Habit and Habitat of Platyhelminthes:
The platyhelminthes are mostly ecto or endoparasitic and few are free-living. The free-living ones belong to the class Turbellaria and live in freshwater, ponds, lakes, streams and springs. Some of them are found in shores in tropical and subtropical regions. Trematoda and cestoda are total parasites. In adult stage they parasitise vertebrates and in larval stages they occur as parasites of the invertebrate animals.
Structure of Platyhelminthes:
The members of the phylum are usually elongated in appearance. The Polyclads are broad leaf-like while the tapeworms are flat and ribbon-like. The contour of the body is simple in general but some trematodes offer bizzare contour. The bodies of the tapeworms are made up of a number of squarish or rectangular segments called proglottids.
The anterior proglottid is smallest and the posterior-most proglottid is largest. That means, the size of the proglottid increases in the anteroposterior direction. The presence of proglottids imparts in the tapeworms a segmented condition. Some sort of pseudometamerism is encountered in Procerodes lobata in which some of the internal organs are repeated.

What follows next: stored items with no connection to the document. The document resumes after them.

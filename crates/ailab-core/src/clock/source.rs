//! Source of the current instant.

use chrono::{DateTime, FixedOffset, Local, NaiveDate, NaiveDateTime, Offset, Utc};

/// Supplies "now" to the clock functions.
///
/// Production code uses [`SystemClock`]; tests pin the instant with
/// [`FixedClock`] so answers are reproducible.
pub trait Clock {
    /// Current instant in UTC.
    fn now_utc(&self) -> DateTime<Utc>;

    /// Current wall-clock time in the caller's local zone.
    fn now_local(&self) -> NaiveDateTime;

    /// Today's local calendar date.
    fn today(&self) -> NaiveDate {
        self.now_local().date()
    }
}

impl<C: Clock + ?Sized> Clock for &C {
    fn now_utc(&self) -> DateTime<Utc> {
        (**self).now_utc()
    }

    fn now_local(&self) -> NaiveDateTime {
        (**self).now_local()
    }
}

/// The operating system clock.
#[derive(Debug, Clone, Copy, Default)]
pub struct SystemClock;

impl Clock for SystemClock {
    fn now_utc(&self) -> DateTime<Utc> {
        Utc::now()
    }

    fn now_local(&self) -> NaiveDateTime {
        Local::now().naive_local()
    }
}

/// A clock frozen at one instant, with a fixed local offset.
#[derive(Debug, Clone, Copy, PartialEq, Eq)]
pub struct FixedClock {
    utc: DateTime<Utc>,
    local_offset: FixedOffset,
}

impl FixedClock {
    pub fn new(utc: DateTime<Utc>, local_offset: FixedOffset) -> Self {
        Self { utc, local_offset }
    }

    /// Frozen clock whose local zone is UTC.
    pub fn at_utc(utc: DateTime<Utc>) -> Self {
        Self::new(utc, Utc.fix())
    }
}

impl Clock for FixedClock {
    fn now_utc(&self) -> DateTime<Utc> {
        self.utc
    }

    fn now_local(&self) -> NaiveDateTime {
        self.utc.with_timezone(&self.local_offset).naive_local()
    }
}

#[cfg(test)]
mod tests {
    use super::*;
    use chrono::{TimeZone, Timelike};

    #[test]
    fn fixed_clock_applies_local_offset() {
        let utc = Utc.with_ymd_and_hms(2025, 6, 14, 23, 30, 0).unwrap();
        let clock = FixedClock::new(utc, FixedOffset::east_opt(2 * 3600).unwrap());
        assert_eq!(clock.now_utc(), utc);
        assert_eq!(clock.now_local().hour(), 1);
        assert_eq!(clock.today(), NaiveDate::from_ymd_opt(2025, 6, 15).unwrap());
    }

    #[test]
    fn at_utc_keeps_wall_clock_equal_to_utc() {
        let utc = Utc.with_ymd_and_hms(2024, 12, 25, 8, 5, 0).unwrap();
        let clock = FixedClock::at_utc(utc);
        assert_eq!(clock.now_local(), utc.naive_utc());
    }

    #[test]
    fn references_are_clocks_too() {
        let utc = Utc.with_ymd_and_hms(2024, 1, 1, 0, 0, 0).unwrap();
        let clock = FixedClock::at_utc(utc);
        let dynamic: &dyn Clock = &clock;
        assert_eq!((&dynamic).now_utc(), utc);
    }
}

Anterior and posterior ends as well as dorsal and ventral surfaces are easily recognisable. Often the anterior end is marked off from the rest of the body by the presence of a ‘head’ followed by a constricted ‘neck’.
In some forms definite head is lacking but the anterior end can be detected by the sense organs or by its movement being directed forward during locomotion. Ventral surface bears mouth and genital apertures, when present.
The sizes of platyhelminthes range from microscopic to extreme elongated forms as long as 10-15 metres in length (Tapeworms). Most of the members are of small to moderate dimensions. The platyhelminthes in general are colourless or white in colour, Free- living forms are white, brown, grey or black in colour. Some polyclads and land planarians are with bright colours arranged in patterns.
Organs of Adhesion or Suckers in Platyhelminthes:
The platyhelminthes possess a variety of organs of adhesion and attachment. Acetabulum or sucking organ in the form of ‘sucker’ is very common in adult flat worms. In flukes, there are two suckers on the ventral side of the body. One of these suckers is located in the anterior side of the body and its position is more or less fixed.
While the other one called the posterior sucker is not constant in position. In Paramphistomum the sucker is posterior-most in position, in Echinostoma and Fasciola the position is shifted more anteriorly.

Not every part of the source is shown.